I hope you're better now dude. In my opinion, not only painkillers but weed too are really the most addictive because of "addictive potential"....it's just so easy to access and use a lot! It's something most stoners will never realize, and never have a serious reason to quit.

inb4 frequent weed usage justification shitstorm
 
publishing this bullshit? they explicitly state that their findings are that addicts are able to function normally at MAINTENANCE doses. (this means not loaded as i'm sure you well know.) and that use of larger doses sufficient to cause significant intoxication cause impairment. i don't see what's bullshit about it. it's the truth. you're talking about driving with a nod which is obviously not a maintenance dose. you're reiterating their findings, but calling it bullshit?
 
i won't try to justify weed because that's a huge waste of time on this site, but as has been said, addiction to weed and addiction to opiates and such are two completely different things. weed is habit forming, and while the activity of smoking can be difficult to give up and can lead to sleep loss and other side effects, it has nowhere near the effect that giving up something like heroin and painkillers can have. those cause a much more real physical addiction with horrible withdrawal symptoms that, in the case of heroin at least, can lead to death.
 
false. withdrawal from opiates is not lethal. alcohol, barbs, and benzos are really the only things that can kill you with their withdrawals. sudden cessation of these substances can cause gran mal seizures which can prove fatal. opiates however, do not kill you. granted, you want to die, but their withdrawals are not lethal.
 
my mistake, i forgot that opiates don't give you the seizures.

regardless, my point is still correct. 'addiction' to weed and addiction to opiates/alcohol/whatever are two different animals.
 
yeah thats meth, the result of the war on drugs, when people find out its much cheaper to buy sudafed and make the shitiest drug ever at home to get high off of, than to go to a doctor to get non harmful although addictive drugs. in other words the war on drugs=your picture
 
there is little or know evidence that long term opiate addiction is bad for your health. withdrawel is, and america putting you in jail is. but morphine is pharmacologically equivalent to your normal endorphins. so unless you consider telling someone they one the lottery, every day for the rest of there lives, you will understand. go to switzerland and meet an 80 year old heroin addict. youll be surprised.
 
Right you are. How "bad" that habit has been debated for eons, but I recently gave up the green and after the two week hump it's smooth sailing and I feel more clear headed and enthusiastic/talkative than I even expected! Thank GOD weed withdrawal is mostly just in your head. Don't mess with the synthetic drugs, kids.
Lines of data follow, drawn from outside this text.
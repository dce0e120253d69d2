/// Trait for reporting sync progress.
///
/// The CLI implements this with console output; embedders can plug their own.
/// All methods have default no-op implementations.
pub trait SyncReporter: Send + Sync {
    fn on_run_start(&self, _total_pages: u32) {}
    fn on_page_start(&self, _page: u32, _total_pages: u32, _files_in_page: usize) {}
    fn on_file_synced(&self, _scan_code: &str, _created: bool) {}
    fn on_file_failed(&self, _remote_id: i64, _error: &str) {}
    fn on_images_downloaded(&self, _scan_code: &str, _downloaded: u32, _failed: u32) {}
}

/// No-op reporter for silent operation.
pub struct SilentReporter;

impl SyncReporter for SilentReporter {}
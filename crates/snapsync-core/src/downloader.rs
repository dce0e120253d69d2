//! Binary asset download with bounded retry.
//!
//! Only timeouts and HTTP 504 are retried; every other failure is final.
//! Retry pacing is a [`BackoffPolicy`] value so tests can run without
//! sleeping.

use std::fs;
use std::io;
use std::path::{Path, PathBuf};
use std::thread;
use std::time::Duration;

use chrono::DateTime;
use tracing::{error, info, warn};

use crate::error::Error;
use crate::storage::{Database, MirrorFile, Upload};

/// Per-attempt timeout for binary assets; deliberately longer than the
/// list/detail timeout because image endpoints are the slowest part of the
/// remote service.
const ASSET_TIMEOUT: Duration = Duration::from_secs(180);

pub const DEFAULT_MAX_RETRIES: u32 = 3;

#[derive(Debug, thiserror::Error)]
pub enum FetchError {
    #[error("request timed out")]
    Timeout,
    #[error("HTTP status {0}")]
    Status(u16),
    #[error("{0}")]
    Io(String),
}

/// Fetches one binary URL to a local path. The reqwest-backed [`HttpFetcher`]
/// is the production implementation; tests substitute fakes.
pub trait BinaryFetcher: Send + Sync {
    fn fetch(&self, url: &str, dest: &Path) -> Result<(), FetchError>;
}

pub struct HttpFetcher {
    client: reqwest::blocking::Client,
}

impl HttpFetcher {
    pub fn new() -> Result<Self, Error> {
        let client = reqwest::blocking::Client::builder()
            .timeout(ASSET_TIMEOUT)
            .build()?;
        Ok(Self { client })
    }
}

impl BinaryFetcher for HttpFetcher {
    fn fetch(&self, url: &str, dest: &Path) -> Result<(), FetchError> {
        let response = self.client.get(url).send().map_err(classify)?;
        let mut response = response.error_for_status().map_err(classify)?;
        let mut file = fs::File::create(dest).map_err(|err| FetchError::Io(err.to_string()))?;
        match io::copy(&mut response, &mut file) {
            Ok(_) => Ok(()),
            Err(err) if err.kind() == io::ErrorKind::TimedOut => Err(FetchError::Timeout),
            Err(err) => Err(FetchError::Io(err.to_string())),
        }
    }
}

fn classify(err: reqwest::Error) -> FetchError {
    if err.is_timeout() {
        FetchError::Timeout
    } else if let Some(status) = err.status() {
        FetchError::Status(status.as_u16())
    } else {
        FetchError::Io(err.to_string())
    }
}

fn is_retryable(err: &FetchError) -> bool {
    matches!(err, FetchError::Timeout | FetchError::Status(504))
}

/// Linear backoff: attempt 0 waits one step, attempt 1 two steps, and so on.
#[derive(Debug, Clone, Copy)]
pub struct BackoffPolicy {
    step: Duration,
}

impl BackoffPolicy {
    pub const fn new(step: Duration) -> Self {
        Self { step }
    }

    /// Zero-delay policy for tests.
    pub const fn none() -> Self {
        Self {
            step: Duration::ZERO,
        }
    }

    pub fn delay(&self, attempt: u32) -> Duration {
        self.step * (attempt + 1)
    }
}

impl Default for BackoffPolicy {
    fn default() -> Self {
        Self::new(Duration::from_secs(5))
    }
}

/// Streams remote binary assets into `media_root/images` and
/// `media_root/thumbs`, with deterministic filenames derived from the parent
/// file's scan code, the upload's remote id, and its capture timestamp.
pub struct AssetDownloader {
    fetcher: Box<dyn BinaryFetcher>,
    images_dir: PathBuf,
    thumbs_dir: PathBuf,
    backoff: BackoffPolicy,
    max_retries: u32,
}

impl AssetDownloader {
    pub fn new(media_root: impl Into<PathBuf>) -> Result<Self, Error> {
        Self::with_fetcher(media_root, Box::new(HttpFetcher::new()?))
    }

    pub fn with_fetcher(
        media_root: impl Into<PathBuf>,
        fetcher: Box<dyn BinaryFetcher>,
    ) -> Result<Self, Error> {
        let media_root = media_root.into();
        let images_dir = media_root.join("images");
        let thumbs_dir = media_root.join("thumbs");
        fs::create_dir_all(&images_dir)?;
        fs::create_dir_all(&thumbs_dir)?;
        Ok(Self {
            fetcher,
            images_dir,
            thumbs_dir,
            backoff: BackoffPolicy::default(),
            max_retries: DEFAULT_MAX_RETRIES,
        })
    }

    pub fn with_backoff(mut self, backoff: BackoffPolicy) -> Self {
        self.backoff = backoff;
        self
    }

    pub fn with_max_retries(mut self, max_retries: u32) -> Self {
        self.max_retries = max_retries;
        self
    }

    /// Fetch one URL to disk. Returns `true` only on a fully written body.
    /// Timeouts and gateway timeouts are retried up to `max_retries` attempts
    /// with linear backoff; any other failure is final on the first hit.
    pub fn download_binary(&self, url: &str, dest: &Path) -> bool {
        for attempt in 0..self.max_retries {
            match self.fetcher.fetch(url, dest) {
                Ok(()) => {
                    if attempt > 0 {
                        info!("Downloaded {} on attempt {}", url, attempt + 1);
                    }
                    return true;
                }
                Err(err) if is_retryable(&err) => {
                    if attempt + 1 < self.max_retries {
                        let wait = self.backoff.delay(attempt);
                        warn!(
                            "{} fetching {} - retrying in {}s (attempt {}/{})",
                            err,
                            url,
                            wait.as_secs(),
                            attempt + 1,
                            self.max_retries,
                        );
                        thread::sleep(wait);
                    } else {
                        error!(
                            "Giving up on {} after {} attempts: {}",
                            url, self.max_retries, err
                        );
                        return false;
                    }
                }
                Err(err) => {
                    error!("Download of {} failed: {}", url, err);
                    return false;
                }
            }
        }
        false
    }

    /// Download the full image and thumbnail for one upload. Already
    /// downloaded uploads short-circuit as success unless `force` is set.
    /// Returns `Ok(false)` when any present asset fails to download; local
    /// paths and the downloaded flag are only written once everything landed.
    pub fn download_upload_assets(
        &self,
        db: &Database,
        upload: &Upload,
        scan_code: &str,
        force: bool,
    ) -> Result<bool, Error> {
        if upload.image_downloaded && !force {
            return Ok(true);
        }

        let base = asset_basename(scan_code, upload.remote_id, upload.captured_at.as_deref());

        let mut image_rel: Option<String> = None;
        if let Some(url) = upload.image_url.as_deref().filter(|u| !u.is_empty()) {
            let filename = format!("{}.{}", base, asset_extension(url));
            if !self.download_binary(url, &self.images_dir.join(&filename)) {
                return Ok(false);
            }
            image_rel = Some(format!("images/{}", filename));
        }

        let mut thumb_rel: Option<String> = None;
        if let Some(url) = upload.thumb_url.as_deref().filter(|u| !u.is_empty()) {
            let filename = format!("{}_thumb.{}", base, asset_extension(url));
            if !self.download_binary(url, &self.thumbs_dir.join(&filename)) {
                return Ok(false);
            }
            thumb_rel = Some(format!("thumbs/{}", filename));
        }

        db.mark_upload_downloaded(upload.id, image_rel.as_deref(), thumb_rel.as_deref())?;
        Ok(true)
    }

    /// Download assets for every upload of a file (all of them when `force`,
    /// otherwise only the not-yet-downloaded ones). One upload failing never
    /// stops the rest. Returns `(downloaded, failed)` counts.
    pub fn download_file_images(
        &self,
        db: &Database,
        file: &MirrorFile,
        force: bool,
    ) -> Result<(u32, u32), Error> {
        let uploads = if force {
            db.uploads_for_file(file.id)?
        } else {
            db.uploads_pending_download(file.id)?
        };

        let mut downloaded = 0u32;
        let mut failed = 0u32;
        for upload in &uploads {
            match self.download_upload_assets(db, upload, &file.scan_code, force) {
                Ok(true) => downloaded += 1,
                Ok(false) => failed += 1,
                Err(err) => {
                    error!(
                        "Recording downloads for upload {} failed: {}",
                        upload.remote_id, err
                    );
                    failed += 1;
                }
            }
        }
        Ok((downloaded, failed))
    }
}

fn asset_basename(scan_code: &str, remote_id: i64, captured_at: Option<&str>) -> String {
    let timestamp = captured_at
        .and_then(|raw| DateTime::parse_from_rfc3339(raw).ok())
        .map(|dt| dt.format("%Y%m%d_%H%M%S").to_string())
        .unwrap_or_else(|| "00000000_000000".to_string());
    format!("{}_{}_{}", scan_code, remote_id, timestamp)
}

fn asset_extension(url: &str) -> &str {
    let path = url.split(|c| c == '?' || c == '#').next().unwrap_or(url);
    match path.rsplit_once('.') {
        Some((_, ext))
            if !ext.is_empty() && ext.len() <= 4 && ext.chars().all(|c| c.is_ascii_alphanumeric()) =>
        {
            ext
        }
        _ => "jpg",
    }
}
Man made them for medicine, not for anything else.
 
cool. you experienced one of the 1 non alcohol drug related crashes that occurs for every 500 alcohol related crashes. 1/500 makes me think you should be complaining about alcohol related crashes.
 
than get your doctorate and do a study. this study was done with levels people could tolerate, not someone who just shot up 2 grams and decided to go for a drive.
 
also READ THE WHOLE STUDY. NOT ALL OPIATES ARE THE SAME! oxycodone aka percocet aka oxycontin produced impairments while other opiates didnt.

saying all opiates are the same is a clueless ignorant statement and is like saying all psychadelics are the same.
 
yeah, alch withdrawls are fucking scary. In my experiences seconded only to a shoulder dislocation in "freaky pain". You're shaking and shaking and shaking and everything is foggy dark and evil. Hellish.